This “Kong” sunflower seems to have benefited from the cat litter compost heap.
It’s been quite some time since I provided an update on my cat litter composting bed. When I checked on it in the spring (see “Cat Litter Composting-04-30-10“), I found lots of worms – mostly concentrated around the outside of the heap. Much of the material was still very recognizable as the compostable cat litter I’ve been using (along with the deposits from the cats of course! haha) – basically orange-brown in color and granular in texture. I think much of the odor was gone by then though (can’t recall for sure).

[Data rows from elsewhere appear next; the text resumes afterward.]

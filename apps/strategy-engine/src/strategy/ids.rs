//! Strongly-typed identifiers for strategy entities.
//!
//! These prevent mixing up IDs from different contexts and stay stable
//! across leg reorders.

use serde::{Deserialize, Serialize};
use std::fmt;

macro_rules! define_id {
    ($name:ident, $doc:expr) => {
        #[doc = $doc]
        #[derive(Debug, Clone, PartialEq, Eq, Hash, Serialize, Deserialize)]
        #[serde(transparent)]
        pub struct $name(String);

        impl $name {
            /// Create an identifier from a string.
            #[must_use]
            pub fn new(value: impl Into<String>) -> Self {
                Self(value.into())
            }

            /// Generate a new unique identifier using UUID v4.
            #[must_use]
            pub fn generate() -> Self {
                Self(uuid::Uuid::new_v4().to_string())
            }

            /// Get the inner string value.
            #[must_use]
            pub fn as_str(&self) -> &str {
                &self.0
            }
        }

        impl fmt::Display for $name {
            fn fmt(&self, f: &mut fmt::Formatter<'_>) -> fmt::Result {
                write!(f, "{}", self.0)
            }
        }

        impl AsRef<str> for $name {
            fn as_ref(&self) -> &str {
                &self.0
            }
        }

        impl From<&str> for $name {
            fn from(value: &str) -> Self {
                Self(value.to_string())
            }
        }
    };
}

define_id!(LegId, "Unique identifier for an option leg.");
define_id!(ConditionId, "Unique identifier for an entry/exit condition.");
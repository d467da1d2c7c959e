//! Leg sequence editing.
//!
//! Leg order is an explicit sequence because display order matters to
//! the user even though it is payoff-irrelevant. The UI layer translates
//! drag gestures into [`move_leg`] calls; all operations are total over
//! valid ids and no-ops over unknown ones.

use super::ids::LegId;
use super::leg::OptionLeg;

/// Relocate one leg to `to_index`, preserving the relative order of all
/// others (stable remove-then-insert semantics).
///
/// The destination is clamped to the valid range. Moving an unknown id
/// is a no-op. Returns whether the leg was found.
pub fn move_leg(legs: &mut Vec<OptionLeg>, id: &LegId, to_index: usize) -> bool {
    let Some(from) = legs.iter().position(|leg| &leg.id == id) else {
        return false;
    };
    let to = to_index.min(legs.len() - 1);
    if from != to {
        let leg = legs.remove(from);
        legs.insert(to, leg);
    }
    true
}

/// Append a leg at the end of the sequence.
pub fn insert_after_last(legs: &mut Vec<OptionLeg>, leg: OptionLeg) {
    legs.push(leg);
}

#[cfg(test)]
mod tests {
    use super::*;
    use crate::strategy::leg::{LegAction, OptionKind};
    use proptest::prelude::*;
    use rust_decimal::Decimal;

    fn make_legs(count: u32) -> Vec<OptionLeg> {
        (0..count)
            .map(|i| {
                OptionLeg::new(
                    OptionKind::Call,
                    LegAction::Buy,
                    Decimal::from(24000 + i * 50),
                    "21 Nov 24",
                    1,
                    25,
                    Decimal::from(100 + i),
                )
                .unwrap()
            })
            .collect()
    }

    fn order(legs: &[OptionLeg]) -> Vec<LegId> {
        legs.iter().map(|l| l.id.clone()).collect()
    }

    #[test]
    fn test_move_forward_and_backward() {
        let mut legs = make_legs(4);
        let ids = order(&legs);

        assert!(move_leg(&mut legs, &ids[0], 2));
        assert_eq!(order(&legs), vec![
            ids[1].clone(),
            ids[2].clone(),
            ids[0].clone(),
            ids[3].clone()
        ]);

        assert!(move_leg(&mut legs, &ids[0], 0));
        assert_eq!(order(&legs), ids);
    }

    #[test]
    fn test_move_clamps_destination() {
        let mut legs = make_legs(3);
        let ids = order(&legs);

        assert!(move_leg(&mut legs, &ids[0], 99));
        assert_eq!(order(&legs), vec![
            ids[1].clone(),
            ids[2].clone(),
            ids[0].clone()
        ]);
    }

    #[test]
    fn test_move_unknown_id_is_noop() {
        let mut legs = make_legs(3);
        let before = order(&legs);

        assert!(!move_leg(&mut legs, &LegId::new("missing"), 1));
        assert_eq!(order(&legs), before);
    }

    #[test]
    fn test_move_to_same_index_is_noop() {
        let mut legs = make_legs(3);
        let before = order(&legs);

        assert!(move_leg(&mut legs, &before[1], 1));
        assert_eq!(order(&legs), before);
    }

    #[test]
    fn test_insert_after_last_appends() {
        let mut legs = make_legs(2);
        let extra = make_legs(1).pop().unwrap();
        let extra_id = extra.id.clone();

        insert_after_last(&mut legs, extra);
        assert_eq!(legs.len(), 3);
        assert_eq!(legs[2].id, extra_id);
    }

    proptest! {
        // move(id, j) followed by move back to the original index
        // restores the original order.
        #[test]
        fn prop_move_round_trip(len in 1u32..8, from in 0usize..8, to in 0usize..8) {
            let mut legs = make_legs(len);
            let before = order(&legs);
            let from = from.min(legs.len() - 1);
            let id = before[from].clone();

            prop_assert!(move_leg(&mut legs, &id, to));
            prop_assert!(move_leg(&mut legs, &id, from));
            prop_assert_eq!(order(&legs), before);
        }
    }
}
//! Analysis runner: sweeps every algorithm over `0..=max_n`.

use std::collections::BTreeMap;
use std::fmt::{self, Display};
use std::time::Instant;

use crate::config::AnalysisConfig;
use crate::measure::{measure, MeasurementRecord};
use crate::progress::{calc_total_work, step_work, ProgressReporter, ProgressTracker};
use crate::{Algorithm, FibError};

/// A single (algorithm, n) measurement that failed.
#[derive(Debug, Clone, PartialEq, Eq)]
#[cfg_attr(feature = "serde", derive(serde::Serialize))]
pub struct MeasurementFailure {
    pub algorithm: Algorithm,
    pub n: u64,
    pub error: FibError,
}

impl Display for MeasurementFailure {
    fn fmt(&self, f: &mut fmt::Formatter<'_>) -> fmt::Result {
        write!(f, "{} at n={}: {}", self.algorithm, self.n, self.error)
    }
}

/// Records of one sweep, per algorithm, ordered by `n`.
#[derive(Debug, Clone, PartialEq)]
pub struct AnalysisResults {
    config: AnalysisConfig,
    records: BTreeMap<Algorithm, Vec<MeasurementRecord>>,
    failures: Vec<MeasurementFailure>,
}

impl AnalysisResults {
    fn new(config: AnalysisConfig) -> Self {
        Self {
            config,
            records: Algorithm::ALL.iter().map(|&a| (a, Vec::new())).collect(),
            failures: Vec::new(),
        }
    }

    /// The configuration the sweep ran with.
    pub fn config(&self) -> &AnalysisConfig {
        &self.config
    }

    /// Successful records of `algorithm`, ordered by `n`.
    pub fn records(&self, algorithm: Algorithm) -> &[MeasurementRecord] {
        self.records
            .get(&algorithm)
            .map(Vec::as_slice)
            .unwrap_or_default()
    }

    /// Iterates over `(algorithm, records)` in reporting order.
    pub fn iter(&self) -> impl Iterator<Item = (Algorithm, &[MeasurementRecord])> {
        self.records.iter().map(|(a, r)| (*a, r.as_slice()))
    }

    /// Measurements that failed, in sweep order.
    pub fn failures(&self) -> &[MeasurementFailure] {
        &self.failures
    }

    /// Total number of successful records.
    pub fn len(&self) -> usize {
        self.records.values().map(Vec::len).sum()
    }

    pub fn is_empty(&self) -> bool {
        self.len() == 0
    }
}

/// Runs a full sweep.
///
/// For each `n` in `0..=config.max_n`, measures Recursive when
/// `n <= config.recursive_cutoff`, then Dp, Iterative and Matrix. A failing
/// measurement is logged and recorded in [`AnalysisResults::failures`]; the
/// sweep carries on with the next pair.
///
/// # Errors
/// * `FibError::InvalidConfig` if the configuration does not validate.
///
/// # Example
/// ```
/// use fiblab_core::{run_analysis, Algorithm, AnalysisConfig};
///
/// let results = run_analysis(&AnalysisConfig::new(40, 35)).unwrap();
/// assert_eq!(results.records(Algorithm::Recursive).len(), 36);
/// assert_eq!(results.records(Algorithm::Matrix).len(), 41);
/// ```
pub fn run_analysis(config: &AnalysisConfig) -> Result<AnalysisResults, FibError> {
    run_analysis_with_progress(config, None)
}

/// Runs a full sweep, reporting fractional progress to `reporter`.
///
/// Progress is weighted by expected work (see [`crate::progress`]).
pub fn run_analysis_with_progress(
    config: &AnalysisConfig,
    reporter: Option<ProgressReporter>,
) -> Result<AnalysisResults, FibError> {
    config.validate()?;
    tracing::info!(
        max_n = config.max_n,
        recursive_cutoff = config.recursive_cutoff,
        "starting analysis sweep"
    );

    let started = Instant::now();
    let mut tracker = ProgressTracker::new(reporter, calc_total_work(config));
    let mut results = AnalysisResults::new(*config);

    for n in 0..=config.max_n {
        for algorithm in Algorithm::ALL {
            if algorithm == Algorithm::Recursive && n > config.recursive_cutoff {
                continue;
            }
            // validate() bounds max_n far below i64::MAX.
            match measure(algorithm, n as i64) {
                Ok(record) => results.records.entry(algorithm).or_default().push(record),
                Err(error) => {
                    tracing::warn!(algorithm = algorithm.as_str(), n, %error, "measurement failed");
                    results.failures.push(MeasurementFailure {
                        algorithm,
                        n,
                        error,
                    });
                }
            }
            tracker.advance(step_work(algorithm, n));
        }
    }
    tracker.finish();

    tracing::info!(
        records = results.len(),
        failures = results.failures.len(),
        elapsed_ms = started.elapsed().as_millis() as u64,
        "analysis sweep finished"
    );
    Ok(results)
}

#[cfg(test)]
mod tests {
    use super::*;
    use std::sync::{Arc, Mutex};

    #[test]
    fn cutoff_equal_to_max_gives_equal_counts() {
        let results = run_analysis(&AnalysisConfig::new(35, 35)).unwrap();
        for algo in Algorithm::ALL {
            assert_eq!(results.records(algo).len(), 36, "{}", algo);
        }
        assert!(results.failures().is_empty());
    }

    #[test]
    fn recursive_stops_at_cutoff() {
        let results = run_analysis(&AnalysisConfig::new(40, 35)).unwrap();
        assert_eq!(results.records(Algorithm::Recursive).len(), 36);
        assert_eq!(results.records(Algorithm::Dp).len(), 41);
        assert_eq!(results.records(Algorithm::Iterative).len(), 41);
        assert_eq!(results.records(Algorithm::Matrix).len(), 41);
        assert_eq!(results.len(), 36 + 3 * 41);
    }

    #[test]
    fn records_are_ordered_and_agree() {
        let results = run_analysis(&AnalysisConfig::new(30, 20)).unwrap();
        for (algo, records) in results.iter() {
            for (i, record) in records.iter().enumerate() {
                assert_eq!(record.n, i as u64, "{} out of order", algo);
                let reference = results.records(Algorithm::Iterative)[i].result;
                assert_eq!(record.result, reference, "{} disagrees at n={}", algo, i);
            }
        }
    }

    #[test]
    fn failures_do_not_abort_the_sweep() {
        let results = run_analysis(&AnalysisConfig::new(100, 10)).unwrap();
        // 0..=93 succeed; 94..=100 overflow for each non-recursive algorithm.
        assert_eq!(results.records(Algorithm::Dp).len(), 94);
        assert_eq!(results.records(Algorithm::Matrix).len(), 94);
        assert_eq!(results.failures().len(), 3 * 7);

        let first = &results.failures()[0];
        assert_eq!(first.n, 94);
        assert_eq!(first.algorithm, Algorithm::Dp);
        assert_eq!(first.error, FibError::Overflow { n: 94 });
        assert!(first.to_string().contains("n=94"));
    }

    #[test]
    fn invalid_config_is_rejected() {
        assert!(matches!(
            run_analysis(&AnalysisConfig::new(10, 60)),
            Err(FibError::InvalidConfig(_))
        ));
    }

    #[test]
    fn progress_reaches_completion() {
        let last = Arc::new(Mutex::new(0.0));
        let sink = last.clone();
        let reporter: ProgressReporter = Box::new(move |p| *sink.lock().unwrap() = p);
        run_analysis_with_progress(&AnalysisConfig::new(20, 20), Some(reporter)).unwrap();
        assert_eq!(*last.lock().unwrap(), 1.0);
    }
}
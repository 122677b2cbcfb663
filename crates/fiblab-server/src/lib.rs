//! FibLab HTTP Server Library
//!
//! This module exposes the core server functionality for testing purposes.
//!
//! The main entry point is [`create_app`], which creates a configured Axum router.

#[path = "main_impl.rs"]
mod main_impl;

pub use main_impl::{create_app, run};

Well, not too surprisingly, there has been plenty of change over the course of the last ~ 4 months, and the material is now much more uniform in appearance – basically just looking like a nice compost (recall that I had added quite a lot more than just compostable cat litter – there were also lots of fall leaves, corrugated cardboard, and layers of straw).
The compost has a nice earthy smell now as well. As for the worms – while there are certainly still lots of Red Worms in the bed (especially concentrated in particular spots), I get the feeling that the food/habitat value of the material has declined substantially since, apart from there being fewer worms than earlier in the summer, the worms also seem to be somewhat smaller on average.
As you can see above, I ended up planting a single “Kong” sunflower in the corner of the bed, and it has certainly done just fine (not my biggest one by any means, but it was also planted quite a bit later than most of them).
Once fall arrives, I will likely use the compost a protective mulch for some of my ornamental beds. It should provide them with a nice boost in the spring. I think I might then empty out my designated cat litter composting bin, once again heaping everything in this corner bed, and letting it sit over the winter.
By the way, if you would like to read about actual the set up of this bed (back in the fall), be sure to check out this post: “Winter Cat Litter Composting Bed”
**NOTE** – Cat litter composting warrants some caution, and should generally only be attempted by those with previous composting experience. Any dog or cat waste composting systems should dedicated to those waste materials alone (i.e. don’t toss them in your ‘regular’ compost bins), and should not be set up near any water sources. Cat litter shouldn’t be handled at all by pregnant women or young children.